The real solutions will not generate 'renewable energy' or marketable products. They do not rely on shiny new technofixes or pretend to 'recycle' pollution. Nor are they amenable to monetization, corruption, or corporate monopoly.
When the IPCC (International Panel on Climate Change) published their most recent fifth assessment report, something surprising and deeply disturbing was lurking in the small print in chapter three on 'mitigation'.
The IPCC revealed that to achieve even a recognizably normal future climate the models they reviewed relied on not only drastically reducing emissions in the future, but also on widespread use of some advanced technology that can remove some of the CO2 that is already in the atmosphere.

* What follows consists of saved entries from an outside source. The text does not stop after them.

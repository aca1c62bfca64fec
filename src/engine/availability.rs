use ulid::Ulid;

use crate::model::{Reservation, Span};

/// Remaining capacity of a resource over a window.
#[derive(Debug, Clone, Copy, PartialEq, Eq)]
pub struct AvailabilityReport {
    pub total_quantity: u32,
    pub reserved_quantity: u32,
    pub available_quantity: u32,
}

/// Compute remaining bookable quantity over `window` from a snapshot of
/// reservations. Only Scheduled/Confirmed reservations whose span overlaps
/// the window count; `exclude` drops one reservation from the sum so an
/// edit does not conflict with itself.
///
/// Pure and deterministic given a consistent snapshot.
pub fn availability(
    total_quantity: u32,
    reservations: &[Reservation],
    window: &Span,
    exclude: Option<Ulid>,
) -> AvailabilityReport {
    let mut reserved: u32 = 0;
    for r in reservations {
        if !r.status.is_active() {
            continue;
        }
        if Some(r.id) == exclude {
            continue;
        }
        if !r.span.overlaps(window) {
            continue;
        }
        reserved = reserved.saturating_add(r.quantity);
    }
    AvailabilityReport {
        total_quantity,
        reserved_quantity: reserved,
        available_quantity: total_quantity.saturating_sub(reserved),
    }
}
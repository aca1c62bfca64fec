mod availability;
mod conflict;
mod error;
mod mutations;
mod queries;

pub use availability::{availability, AvailabilityReport};
pub use error::EngineError;
pub use mutations::{NewReservation, ReservationPatch};

pub(crate) use conflict::now_ms;

use std::sync::Arc;

use dashmap::DashMap;
use tokio::sync::Mutex;
use ulid::Ulid;

use crate::model::Event;
use crate::notify::EventSink;
use crate::store::{ReservationRepository, ResourceRepository};

/// The booking engine. Repositories and the event sink are injected;
/// the engine owns no storage of its own.
pub struct Engine {
    pub(crate) resources: Arc<dyn ResourceRepository>,
    pub(crate) reservations: Arc<dyn ReservationRepository>,
    events: Arc<dyn EventSink>,
    /// Per-resource mutexes serializing booking decisions. Holding the lock
    /// across the availability read and the write closes the
    /// check-then-write race for a single process.
    booking_locks: DashMap<Ulid, Arc<Mutex<()>>>,
}

impl Engine {
    pub fn new(
        resources: Arc<dyn ResourceRepository>,
        reservations: Arc<dyn ReservationRepository>,
        events: Arc<dyn EventSink>,
    ) -> Self {
        Self {
            resources,
            reservations,
            events,
            booking_locks: DashMap::new(),
        }
    }

    pub(crate) fn booking_lock(&self, resource_id: Ulid) -> Arc<Mutex<()>> {
        self.booking_locks.entry(resource_id).or_default().clone()
    }

    pub(crate) fn publish(&self, event: Event) {
        self.events.publish(event);
    }
}
use dashmap::DashMap;
use tokio::sync::broadcast;
use ulid::Ulid;

use crate::model::Event;

/// Injected publisher for lifecycle events. Delivery (email, webhooks,
/// message bus) is implemented by the collaborator behind this trait.
pub trait EventSink: Send + Sync {
    fn publish(&self, event: Event);
}

const CHANNEL_CAPACITY: usize = 256;

/// Broadcast hub routing events to per-resource subscriber channels.
pub struct NotifyHub {
    channels: DashMap<Ulid, broadcast::Sender<Event>>,
}

impl Default for NotifyHub {
    fn default() -> Self {
        Self::new()
    }
}

impl NotifyHub {
    pub fn new() -> Self {
        Self {
            channels: DashMap::new(),
        }
    }

    /// Subscribe to events for a resource. Creates the channel if needed.
    pub fn subscribe(&self, resource_id: Ulid) -> broadcast::Receiver<Event> {
        let sender = self
            .channels
            .entry(resource_id)
            .or_insert_with(|| broadcast::channel(CHANNEL_CAPACITY).0);
        sender.subscribe()
    }

    /// Remove a channel (e.g. when a resource is retired).
    pub fn remove(&self, resource_id: &Ulid) {
        self.channels.remove(resource_id);
    }
}

impl EventSink for NotifyHub {
    /// No-op if nobody is listening on the event's resource.
    fn publish(&self, event: Event) {
        if let Some(sender) = self.channels.get(&event.resource_id()) {
            let _ = sender.send(event);
        }
    }
}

In fact, most (101 of 116 models they reviewed to achieve 430-480 PPM stabilization) incorporated some sort of 'negative emissions' technological fix (Fuss et al., 2014).
The terminology of 'negative emissions' has now entered the jargon in climate negotiations currently underway in Paris. Yet such a technology is currently nonexistent. The only approach to sucking CO2 out of the atmosphere mentioned by the IPCC as "near term available" is bioenergy with carbon capture and storage, commonly referred to as BECCS - Bio-Energy with Carbon Capture and Sequestration.
BECCS involves producing biomass in massive amounts and either refining it into liquid biofuels (ethanol etc.) or burning it for electricity and heat, while also capturing the resulting CO2 emissions and burying them underground.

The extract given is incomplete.